* _ENTRIES SUPPLIED_
------------------------------------------------------------------------

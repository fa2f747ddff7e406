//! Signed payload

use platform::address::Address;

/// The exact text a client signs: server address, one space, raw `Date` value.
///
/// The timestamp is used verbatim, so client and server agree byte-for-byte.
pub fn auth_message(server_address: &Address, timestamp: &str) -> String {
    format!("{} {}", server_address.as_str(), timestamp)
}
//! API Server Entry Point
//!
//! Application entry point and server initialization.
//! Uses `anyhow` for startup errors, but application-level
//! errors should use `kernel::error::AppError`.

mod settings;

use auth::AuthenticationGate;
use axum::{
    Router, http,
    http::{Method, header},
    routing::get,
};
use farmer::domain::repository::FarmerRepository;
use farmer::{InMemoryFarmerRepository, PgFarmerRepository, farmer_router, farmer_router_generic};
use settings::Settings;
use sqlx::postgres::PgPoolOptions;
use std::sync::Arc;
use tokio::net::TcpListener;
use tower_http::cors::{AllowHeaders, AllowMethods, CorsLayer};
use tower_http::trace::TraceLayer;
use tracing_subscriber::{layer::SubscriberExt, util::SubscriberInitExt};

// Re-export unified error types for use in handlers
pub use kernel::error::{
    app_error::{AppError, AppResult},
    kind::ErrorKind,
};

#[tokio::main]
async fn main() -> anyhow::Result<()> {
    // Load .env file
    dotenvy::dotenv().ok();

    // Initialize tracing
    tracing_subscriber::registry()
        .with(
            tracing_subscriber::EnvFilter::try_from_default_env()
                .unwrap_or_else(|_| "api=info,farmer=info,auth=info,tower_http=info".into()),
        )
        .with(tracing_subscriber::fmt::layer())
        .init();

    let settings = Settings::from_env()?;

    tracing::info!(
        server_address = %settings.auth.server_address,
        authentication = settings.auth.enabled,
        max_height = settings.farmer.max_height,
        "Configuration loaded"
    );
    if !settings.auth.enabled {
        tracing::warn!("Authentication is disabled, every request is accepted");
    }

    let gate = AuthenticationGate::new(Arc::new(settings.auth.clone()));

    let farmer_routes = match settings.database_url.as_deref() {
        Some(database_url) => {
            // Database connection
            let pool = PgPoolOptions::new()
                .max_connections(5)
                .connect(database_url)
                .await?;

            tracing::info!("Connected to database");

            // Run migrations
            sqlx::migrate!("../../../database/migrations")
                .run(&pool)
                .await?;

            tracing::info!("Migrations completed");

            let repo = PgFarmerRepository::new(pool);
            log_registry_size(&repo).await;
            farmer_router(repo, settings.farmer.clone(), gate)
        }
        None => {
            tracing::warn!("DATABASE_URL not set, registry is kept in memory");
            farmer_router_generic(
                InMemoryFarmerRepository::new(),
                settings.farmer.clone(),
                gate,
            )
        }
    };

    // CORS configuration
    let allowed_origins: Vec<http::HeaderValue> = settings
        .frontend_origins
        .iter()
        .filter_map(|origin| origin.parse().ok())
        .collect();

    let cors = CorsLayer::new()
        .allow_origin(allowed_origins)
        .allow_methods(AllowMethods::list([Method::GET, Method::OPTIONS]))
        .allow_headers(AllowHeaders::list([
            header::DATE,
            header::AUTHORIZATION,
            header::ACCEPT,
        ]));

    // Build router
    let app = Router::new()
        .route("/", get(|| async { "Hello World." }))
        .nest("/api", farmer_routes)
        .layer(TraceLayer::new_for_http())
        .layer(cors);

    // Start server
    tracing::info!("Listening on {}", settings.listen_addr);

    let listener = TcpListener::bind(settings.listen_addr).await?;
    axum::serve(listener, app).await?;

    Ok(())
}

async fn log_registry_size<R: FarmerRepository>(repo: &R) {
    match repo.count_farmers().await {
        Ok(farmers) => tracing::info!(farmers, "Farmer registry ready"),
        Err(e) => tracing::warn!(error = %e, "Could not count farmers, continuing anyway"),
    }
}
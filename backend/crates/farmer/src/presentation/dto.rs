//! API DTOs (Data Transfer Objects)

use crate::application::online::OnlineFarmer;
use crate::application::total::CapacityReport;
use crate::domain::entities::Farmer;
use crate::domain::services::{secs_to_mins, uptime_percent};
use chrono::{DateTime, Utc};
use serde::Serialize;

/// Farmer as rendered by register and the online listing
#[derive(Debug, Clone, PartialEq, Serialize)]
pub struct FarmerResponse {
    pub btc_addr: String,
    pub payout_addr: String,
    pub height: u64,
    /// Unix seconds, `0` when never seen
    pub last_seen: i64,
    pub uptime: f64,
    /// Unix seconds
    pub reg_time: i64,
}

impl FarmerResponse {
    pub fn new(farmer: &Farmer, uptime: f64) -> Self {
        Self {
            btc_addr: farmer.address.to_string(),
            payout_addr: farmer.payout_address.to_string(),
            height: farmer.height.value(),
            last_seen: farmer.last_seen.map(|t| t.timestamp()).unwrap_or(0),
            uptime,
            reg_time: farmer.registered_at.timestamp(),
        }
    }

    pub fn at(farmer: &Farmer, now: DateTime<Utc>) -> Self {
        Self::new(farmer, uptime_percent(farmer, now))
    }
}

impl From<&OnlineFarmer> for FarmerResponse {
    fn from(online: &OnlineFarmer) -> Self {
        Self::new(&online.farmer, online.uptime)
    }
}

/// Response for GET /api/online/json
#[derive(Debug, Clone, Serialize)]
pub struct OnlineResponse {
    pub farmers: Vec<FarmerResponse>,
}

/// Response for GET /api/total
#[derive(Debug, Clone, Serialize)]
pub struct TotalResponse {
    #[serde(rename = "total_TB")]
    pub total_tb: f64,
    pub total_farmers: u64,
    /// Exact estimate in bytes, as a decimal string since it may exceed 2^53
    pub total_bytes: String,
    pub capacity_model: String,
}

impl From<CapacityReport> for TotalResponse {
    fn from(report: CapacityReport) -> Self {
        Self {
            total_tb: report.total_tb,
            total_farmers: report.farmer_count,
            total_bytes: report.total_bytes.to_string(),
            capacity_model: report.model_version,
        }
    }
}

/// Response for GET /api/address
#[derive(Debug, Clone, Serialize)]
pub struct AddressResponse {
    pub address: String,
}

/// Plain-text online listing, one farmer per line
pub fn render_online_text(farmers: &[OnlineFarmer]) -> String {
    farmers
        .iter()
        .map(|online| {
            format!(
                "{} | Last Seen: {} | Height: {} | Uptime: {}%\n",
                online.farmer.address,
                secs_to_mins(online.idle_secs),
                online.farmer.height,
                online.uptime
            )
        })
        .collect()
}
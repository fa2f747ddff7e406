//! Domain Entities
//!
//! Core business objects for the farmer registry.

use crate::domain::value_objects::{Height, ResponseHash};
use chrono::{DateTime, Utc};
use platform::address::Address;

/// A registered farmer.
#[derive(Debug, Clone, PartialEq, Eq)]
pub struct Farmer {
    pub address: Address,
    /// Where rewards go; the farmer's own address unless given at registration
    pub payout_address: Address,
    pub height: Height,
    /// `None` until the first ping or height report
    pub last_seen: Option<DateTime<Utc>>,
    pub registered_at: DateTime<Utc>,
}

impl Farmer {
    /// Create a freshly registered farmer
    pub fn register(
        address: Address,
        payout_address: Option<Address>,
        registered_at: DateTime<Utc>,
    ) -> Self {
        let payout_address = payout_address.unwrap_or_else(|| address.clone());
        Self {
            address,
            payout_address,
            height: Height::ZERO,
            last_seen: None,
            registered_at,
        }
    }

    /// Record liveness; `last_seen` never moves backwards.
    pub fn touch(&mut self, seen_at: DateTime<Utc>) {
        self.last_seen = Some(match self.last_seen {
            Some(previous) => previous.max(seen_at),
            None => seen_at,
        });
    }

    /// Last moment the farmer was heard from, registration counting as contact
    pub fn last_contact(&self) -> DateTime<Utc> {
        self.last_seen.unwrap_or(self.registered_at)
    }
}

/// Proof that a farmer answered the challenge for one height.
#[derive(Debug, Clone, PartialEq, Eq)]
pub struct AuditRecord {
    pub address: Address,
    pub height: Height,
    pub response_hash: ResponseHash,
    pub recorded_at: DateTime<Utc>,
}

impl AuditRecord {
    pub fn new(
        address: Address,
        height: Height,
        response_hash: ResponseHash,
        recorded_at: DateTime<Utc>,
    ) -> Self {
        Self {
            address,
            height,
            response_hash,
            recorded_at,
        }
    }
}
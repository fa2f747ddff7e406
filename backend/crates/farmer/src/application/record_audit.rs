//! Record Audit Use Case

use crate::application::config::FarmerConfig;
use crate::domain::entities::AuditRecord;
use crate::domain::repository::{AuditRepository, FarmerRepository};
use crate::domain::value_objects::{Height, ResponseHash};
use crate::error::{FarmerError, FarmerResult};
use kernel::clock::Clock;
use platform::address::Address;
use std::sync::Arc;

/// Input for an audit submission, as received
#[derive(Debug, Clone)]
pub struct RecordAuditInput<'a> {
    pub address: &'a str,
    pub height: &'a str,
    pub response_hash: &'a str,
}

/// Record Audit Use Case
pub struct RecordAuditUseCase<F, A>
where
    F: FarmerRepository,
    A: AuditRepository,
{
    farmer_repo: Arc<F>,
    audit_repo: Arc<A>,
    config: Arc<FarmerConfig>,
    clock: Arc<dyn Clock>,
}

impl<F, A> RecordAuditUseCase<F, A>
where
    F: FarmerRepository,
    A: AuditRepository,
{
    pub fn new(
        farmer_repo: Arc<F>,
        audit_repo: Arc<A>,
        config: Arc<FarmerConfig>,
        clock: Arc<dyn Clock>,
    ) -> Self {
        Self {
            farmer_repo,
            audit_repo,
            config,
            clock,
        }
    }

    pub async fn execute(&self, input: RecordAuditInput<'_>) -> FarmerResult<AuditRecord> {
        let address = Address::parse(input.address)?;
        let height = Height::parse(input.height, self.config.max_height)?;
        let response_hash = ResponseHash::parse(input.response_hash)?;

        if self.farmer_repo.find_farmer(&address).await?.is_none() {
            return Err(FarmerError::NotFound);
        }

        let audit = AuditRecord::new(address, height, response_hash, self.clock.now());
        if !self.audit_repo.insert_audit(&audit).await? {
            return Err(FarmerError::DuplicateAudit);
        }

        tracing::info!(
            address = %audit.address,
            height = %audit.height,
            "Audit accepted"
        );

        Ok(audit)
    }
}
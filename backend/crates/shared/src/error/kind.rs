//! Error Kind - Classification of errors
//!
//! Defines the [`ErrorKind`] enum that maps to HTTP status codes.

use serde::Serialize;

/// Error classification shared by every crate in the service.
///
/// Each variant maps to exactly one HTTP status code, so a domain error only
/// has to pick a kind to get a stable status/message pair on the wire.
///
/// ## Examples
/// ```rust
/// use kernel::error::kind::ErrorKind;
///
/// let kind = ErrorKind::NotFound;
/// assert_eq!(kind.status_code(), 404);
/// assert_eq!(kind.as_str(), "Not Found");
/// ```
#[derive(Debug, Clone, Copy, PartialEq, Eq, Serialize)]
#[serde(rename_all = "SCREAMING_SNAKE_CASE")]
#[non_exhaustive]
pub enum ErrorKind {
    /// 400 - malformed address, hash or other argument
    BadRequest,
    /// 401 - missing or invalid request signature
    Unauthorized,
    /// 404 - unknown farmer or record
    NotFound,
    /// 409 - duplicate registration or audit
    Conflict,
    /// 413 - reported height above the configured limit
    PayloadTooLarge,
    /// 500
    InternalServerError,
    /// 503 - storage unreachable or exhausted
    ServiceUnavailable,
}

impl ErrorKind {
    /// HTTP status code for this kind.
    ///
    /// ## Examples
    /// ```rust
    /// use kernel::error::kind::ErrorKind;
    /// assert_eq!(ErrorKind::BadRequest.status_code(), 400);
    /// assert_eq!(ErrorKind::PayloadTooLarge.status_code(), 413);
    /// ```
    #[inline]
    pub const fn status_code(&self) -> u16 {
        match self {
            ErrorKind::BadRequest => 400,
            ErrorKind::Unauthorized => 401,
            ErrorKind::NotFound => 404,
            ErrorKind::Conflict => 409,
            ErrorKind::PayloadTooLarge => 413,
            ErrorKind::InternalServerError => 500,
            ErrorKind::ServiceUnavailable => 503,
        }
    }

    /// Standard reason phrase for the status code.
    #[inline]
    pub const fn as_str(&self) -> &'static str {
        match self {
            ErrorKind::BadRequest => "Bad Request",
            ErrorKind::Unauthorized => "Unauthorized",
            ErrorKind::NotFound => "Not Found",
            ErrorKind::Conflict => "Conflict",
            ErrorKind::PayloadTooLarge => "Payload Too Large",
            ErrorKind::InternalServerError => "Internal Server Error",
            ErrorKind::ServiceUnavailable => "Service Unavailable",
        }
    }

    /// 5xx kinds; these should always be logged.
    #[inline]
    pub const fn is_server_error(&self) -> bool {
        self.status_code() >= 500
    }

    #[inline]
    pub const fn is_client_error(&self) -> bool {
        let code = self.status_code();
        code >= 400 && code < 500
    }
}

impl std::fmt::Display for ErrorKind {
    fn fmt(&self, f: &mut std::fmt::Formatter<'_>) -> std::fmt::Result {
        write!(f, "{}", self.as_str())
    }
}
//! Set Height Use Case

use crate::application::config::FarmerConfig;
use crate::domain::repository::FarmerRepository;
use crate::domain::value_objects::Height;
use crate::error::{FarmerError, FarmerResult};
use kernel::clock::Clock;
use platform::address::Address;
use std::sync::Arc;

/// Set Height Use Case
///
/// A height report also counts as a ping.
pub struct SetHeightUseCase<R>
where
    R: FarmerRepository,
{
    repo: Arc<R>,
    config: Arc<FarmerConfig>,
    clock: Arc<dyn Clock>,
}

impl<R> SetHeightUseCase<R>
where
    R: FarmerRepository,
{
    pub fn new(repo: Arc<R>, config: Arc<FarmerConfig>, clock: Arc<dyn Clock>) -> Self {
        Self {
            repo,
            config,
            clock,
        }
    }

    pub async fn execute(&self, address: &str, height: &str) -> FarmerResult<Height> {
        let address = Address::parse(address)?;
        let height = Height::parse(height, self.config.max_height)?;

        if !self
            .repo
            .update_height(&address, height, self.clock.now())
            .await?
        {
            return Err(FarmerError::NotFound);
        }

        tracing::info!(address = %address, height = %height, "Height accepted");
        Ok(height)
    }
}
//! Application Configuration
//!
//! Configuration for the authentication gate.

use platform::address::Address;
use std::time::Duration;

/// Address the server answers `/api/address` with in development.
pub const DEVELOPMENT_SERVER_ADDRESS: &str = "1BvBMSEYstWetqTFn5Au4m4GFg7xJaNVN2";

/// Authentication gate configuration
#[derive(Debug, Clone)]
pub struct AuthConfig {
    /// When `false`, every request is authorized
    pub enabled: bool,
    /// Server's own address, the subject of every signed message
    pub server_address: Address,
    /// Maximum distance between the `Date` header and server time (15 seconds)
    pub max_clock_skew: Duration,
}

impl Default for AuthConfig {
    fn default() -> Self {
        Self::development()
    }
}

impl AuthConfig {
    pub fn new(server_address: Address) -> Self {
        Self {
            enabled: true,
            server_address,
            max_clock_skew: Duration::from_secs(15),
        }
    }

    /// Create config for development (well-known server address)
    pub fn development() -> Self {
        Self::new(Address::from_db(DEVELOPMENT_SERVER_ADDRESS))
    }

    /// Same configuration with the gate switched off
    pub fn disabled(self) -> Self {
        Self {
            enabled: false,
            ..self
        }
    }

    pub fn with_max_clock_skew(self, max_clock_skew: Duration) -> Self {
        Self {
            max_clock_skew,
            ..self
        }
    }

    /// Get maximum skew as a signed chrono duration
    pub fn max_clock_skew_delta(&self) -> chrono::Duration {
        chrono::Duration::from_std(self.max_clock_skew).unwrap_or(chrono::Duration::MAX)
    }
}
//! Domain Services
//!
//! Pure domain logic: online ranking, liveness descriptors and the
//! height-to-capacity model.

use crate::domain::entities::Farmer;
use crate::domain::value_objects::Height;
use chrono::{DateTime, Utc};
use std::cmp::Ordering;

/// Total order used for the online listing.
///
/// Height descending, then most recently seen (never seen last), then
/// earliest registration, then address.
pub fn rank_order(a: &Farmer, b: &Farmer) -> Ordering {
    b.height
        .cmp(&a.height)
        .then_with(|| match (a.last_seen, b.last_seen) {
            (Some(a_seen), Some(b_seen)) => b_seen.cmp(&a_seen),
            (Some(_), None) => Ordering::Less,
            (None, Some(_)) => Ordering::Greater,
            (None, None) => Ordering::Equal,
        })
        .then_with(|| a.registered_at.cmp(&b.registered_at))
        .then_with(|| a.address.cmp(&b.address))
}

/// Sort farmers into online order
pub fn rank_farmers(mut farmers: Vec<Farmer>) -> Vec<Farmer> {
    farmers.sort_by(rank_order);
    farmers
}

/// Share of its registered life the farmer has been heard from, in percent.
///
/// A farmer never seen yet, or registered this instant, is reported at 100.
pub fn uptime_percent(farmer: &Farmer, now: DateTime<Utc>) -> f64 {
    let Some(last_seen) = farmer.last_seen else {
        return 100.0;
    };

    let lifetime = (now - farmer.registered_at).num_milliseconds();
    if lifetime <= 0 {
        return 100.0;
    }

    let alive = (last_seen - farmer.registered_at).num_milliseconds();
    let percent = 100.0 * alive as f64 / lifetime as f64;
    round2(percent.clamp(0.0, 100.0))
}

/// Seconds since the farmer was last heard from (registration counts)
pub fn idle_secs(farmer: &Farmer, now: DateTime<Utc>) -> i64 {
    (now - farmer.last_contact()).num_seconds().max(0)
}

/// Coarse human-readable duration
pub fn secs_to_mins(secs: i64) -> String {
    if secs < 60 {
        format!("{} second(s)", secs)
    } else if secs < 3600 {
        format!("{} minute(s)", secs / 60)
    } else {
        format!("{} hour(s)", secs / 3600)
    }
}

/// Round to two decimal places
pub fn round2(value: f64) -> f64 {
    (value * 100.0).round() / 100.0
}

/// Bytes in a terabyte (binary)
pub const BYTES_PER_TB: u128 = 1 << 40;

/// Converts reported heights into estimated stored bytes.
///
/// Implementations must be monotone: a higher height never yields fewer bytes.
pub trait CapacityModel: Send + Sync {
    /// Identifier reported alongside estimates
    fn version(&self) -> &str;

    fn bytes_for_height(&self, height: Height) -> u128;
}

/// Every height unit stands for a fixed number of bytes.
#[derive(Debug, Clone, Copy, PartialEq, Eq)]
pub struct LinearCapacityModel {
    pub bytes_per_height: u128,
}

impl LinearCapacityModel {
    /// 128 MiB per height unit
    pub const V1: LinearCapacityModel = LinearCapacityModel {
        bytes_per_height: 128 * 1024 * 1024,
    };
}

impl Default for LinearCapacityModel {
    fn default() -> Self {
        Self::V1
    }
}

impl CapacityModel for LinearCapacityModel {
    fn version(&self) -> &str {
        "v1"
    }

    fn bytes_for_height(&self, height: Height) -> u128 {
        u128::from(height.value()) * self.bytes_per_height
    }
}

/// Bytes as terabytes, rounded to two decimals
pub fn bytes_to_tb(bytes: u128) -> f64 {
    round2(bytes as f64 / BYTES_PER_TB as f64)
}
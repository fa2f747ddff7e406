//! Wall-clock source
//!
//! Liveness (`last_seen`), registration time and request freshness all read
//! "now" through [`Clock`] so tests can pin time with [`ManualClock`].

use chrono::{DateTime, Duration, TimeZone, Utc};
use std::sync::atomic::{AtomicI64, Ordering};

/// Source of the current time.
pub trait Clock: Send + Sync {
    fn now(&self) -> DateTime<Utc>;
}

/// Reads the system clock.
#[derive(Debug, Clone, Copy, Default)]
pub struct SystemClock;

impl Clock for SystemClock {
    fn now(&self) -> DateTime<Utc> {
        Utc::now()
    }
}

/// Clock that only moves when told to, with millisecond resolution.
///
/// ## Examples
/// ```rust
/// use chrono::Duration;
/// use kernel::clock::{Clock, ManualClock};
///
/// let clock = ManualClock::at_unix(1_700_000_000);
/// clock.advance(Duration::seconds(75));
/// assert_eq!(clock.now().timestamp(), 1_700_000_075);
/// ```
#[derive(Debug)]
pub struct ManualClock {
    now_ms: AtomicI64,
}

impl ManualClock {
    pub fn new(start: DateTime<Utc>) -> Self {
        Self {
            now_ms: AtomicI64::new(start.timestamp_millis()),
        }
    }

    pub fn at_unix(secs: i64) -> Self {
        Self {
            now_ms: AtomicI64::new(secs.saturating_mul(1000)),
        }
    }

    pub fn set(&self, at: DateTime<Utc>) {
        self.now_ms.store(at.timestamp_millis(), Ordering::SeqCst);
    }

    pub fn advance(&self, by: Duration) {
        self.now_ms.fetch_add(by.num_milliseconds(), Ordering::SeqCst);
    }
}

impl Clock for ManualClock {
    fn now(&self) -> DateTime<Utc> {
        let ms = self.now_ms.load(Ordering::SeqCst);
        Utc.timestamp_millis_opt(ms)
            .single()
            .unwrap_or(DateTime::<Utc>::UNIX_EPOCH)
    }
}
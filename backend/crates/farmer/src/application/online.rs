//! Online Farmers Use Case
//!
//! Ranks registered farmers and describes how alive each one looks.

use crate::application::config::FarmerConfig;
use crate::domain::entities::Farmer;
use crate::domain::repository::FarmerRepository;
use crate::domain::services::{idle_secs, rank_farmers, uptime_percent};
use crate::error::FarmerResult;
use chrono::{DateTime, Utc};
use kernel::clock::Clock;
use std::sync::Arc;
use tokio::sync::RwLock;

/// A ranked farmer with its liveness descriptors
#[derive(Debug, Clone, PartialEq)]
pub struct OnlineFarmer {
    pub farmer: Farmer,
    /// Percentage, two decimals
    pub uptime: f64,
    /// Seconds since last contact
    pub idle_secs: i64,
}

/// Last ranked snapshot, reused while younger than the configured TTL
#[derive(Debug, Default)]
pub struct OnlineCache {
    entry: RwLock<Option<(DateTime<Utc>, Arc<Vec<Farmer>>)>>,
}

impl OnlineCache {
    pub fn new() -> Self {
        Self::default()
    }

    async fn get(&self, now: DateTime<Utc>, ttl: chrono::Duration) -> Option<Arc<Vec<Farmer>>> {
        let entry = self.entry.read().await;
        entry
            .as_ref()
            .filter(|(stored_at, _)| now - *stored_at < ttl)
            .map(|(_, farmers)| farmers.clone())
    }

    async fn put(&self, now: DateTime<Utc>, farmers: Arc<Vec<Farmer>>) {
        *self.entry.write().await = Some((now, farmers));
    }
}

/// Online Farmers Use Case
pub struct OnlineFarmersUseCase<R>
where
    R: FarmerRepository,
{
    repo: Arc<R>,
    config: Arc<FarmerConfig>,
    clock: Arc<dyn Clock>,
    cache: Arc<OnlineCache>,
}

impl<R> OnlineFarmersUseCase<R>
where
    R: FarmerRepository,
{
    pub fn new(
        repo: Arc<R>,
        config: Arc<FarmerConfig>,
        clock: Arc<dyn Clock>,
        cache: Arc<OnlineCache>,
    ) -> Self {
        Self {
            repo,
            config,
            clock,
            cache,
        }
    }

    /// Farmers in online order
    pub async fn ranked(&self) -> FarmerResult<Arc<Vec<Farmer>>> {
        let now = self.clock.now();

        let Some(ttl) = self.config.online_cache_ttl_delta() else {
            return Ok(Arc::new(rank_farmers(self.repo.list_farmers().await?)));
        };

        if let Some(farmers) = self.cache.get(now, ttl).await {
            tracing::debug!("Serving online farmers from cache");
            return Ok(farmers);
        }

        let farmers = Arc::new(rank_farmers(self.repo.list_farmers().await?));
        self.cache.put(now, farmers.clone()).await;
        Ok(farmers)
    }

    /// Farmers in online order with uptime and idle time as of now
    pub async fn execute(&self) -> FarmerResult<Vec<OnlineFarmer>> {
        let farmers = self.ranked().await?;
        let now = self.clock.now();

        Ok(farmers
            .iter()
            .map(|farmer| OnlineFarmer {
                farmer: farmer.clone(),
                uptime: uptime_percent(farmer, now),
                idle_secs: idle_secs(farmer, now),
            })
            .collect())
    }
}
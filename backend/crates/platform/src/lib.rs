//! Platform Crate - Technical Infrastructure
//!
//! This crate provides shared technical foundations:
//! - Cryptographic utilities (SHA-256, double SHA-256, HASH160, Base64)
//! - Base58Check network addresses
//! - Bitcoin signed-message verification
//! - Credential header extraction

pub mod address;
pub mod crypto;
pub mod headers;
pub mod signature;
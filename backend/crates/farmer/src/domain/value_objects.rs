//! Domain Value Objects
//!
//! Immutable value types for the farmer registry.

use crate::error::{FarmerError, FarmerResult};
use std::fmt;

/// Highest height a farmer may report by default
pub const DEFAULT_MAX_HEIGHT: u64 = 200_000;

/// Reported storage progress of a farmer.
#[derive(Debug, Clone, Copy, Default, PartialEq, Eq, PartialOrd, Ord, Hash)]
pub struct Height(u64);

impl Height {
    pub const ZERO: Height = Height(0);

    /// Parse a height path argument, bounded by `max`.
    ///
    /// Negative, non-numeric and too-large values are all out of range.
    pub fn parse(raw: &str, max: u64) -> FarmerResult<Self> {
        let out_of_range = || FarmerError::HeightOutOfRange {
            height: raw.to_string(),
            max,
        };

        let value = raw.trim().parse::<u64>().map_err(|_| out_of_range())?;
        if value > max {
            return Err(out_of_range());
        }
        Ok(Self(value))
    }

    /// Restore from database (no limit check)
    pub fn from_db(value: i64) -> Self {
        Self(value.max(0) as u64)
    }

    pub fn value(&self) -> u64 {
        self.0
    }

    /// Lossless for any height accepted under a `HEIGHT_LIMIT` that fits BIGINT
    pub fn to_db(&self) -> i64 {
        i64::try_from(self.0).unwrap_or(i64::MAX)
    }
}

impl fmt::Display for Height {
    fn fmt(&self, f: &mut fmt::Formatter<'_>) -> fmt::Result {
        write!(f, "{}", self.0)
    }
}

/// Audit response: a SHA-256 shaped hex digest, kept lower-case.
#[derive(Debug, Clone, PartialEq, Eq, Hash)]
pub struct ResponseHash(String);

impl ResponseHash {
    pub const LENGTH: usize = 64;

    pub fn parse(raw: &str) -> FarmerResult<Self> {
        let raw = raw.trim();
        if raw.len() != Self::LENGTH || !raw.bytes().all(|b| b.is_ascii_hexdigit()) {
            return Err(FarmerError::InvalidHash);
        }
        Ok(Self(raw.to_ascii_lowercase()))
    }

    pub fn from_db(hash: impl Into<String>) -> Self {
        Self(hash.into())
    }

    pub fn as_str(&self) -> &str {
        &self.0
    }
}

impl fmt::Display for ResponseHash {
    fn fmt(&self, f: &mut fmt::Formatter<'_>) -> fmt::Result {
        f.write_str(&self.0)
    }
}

------------------------------------------------------------------------

* _ASSIGNMENT_
Exact duplication is required for the lines above, from the line that contains "Base58Check network addresses" to the line that contains "pub const DEFAULT_MAX_HEIGHT: u64 = 200_000;", inclusive; omit all others.

* _EXPECTED OUTPUT_
//! - Base58Check network addresses
//! - Bitcoin signed-message verification
//! - Credential header extraction

pub mod address;
pub mod crypto;
pub mod headers;
pub mod signature;
filename backend/crates/farmer/src/domain/value_objects.rs
//! Domain Value Objects
//!
//! Immutable value types for the farmer registry.

use crate::error::{FarmerError, FarmerResult};
use std::fmt;

/// Highest height a farmer may report by default
pub const DEFAULT_MAX_HEIGHT: u64 = 200_000;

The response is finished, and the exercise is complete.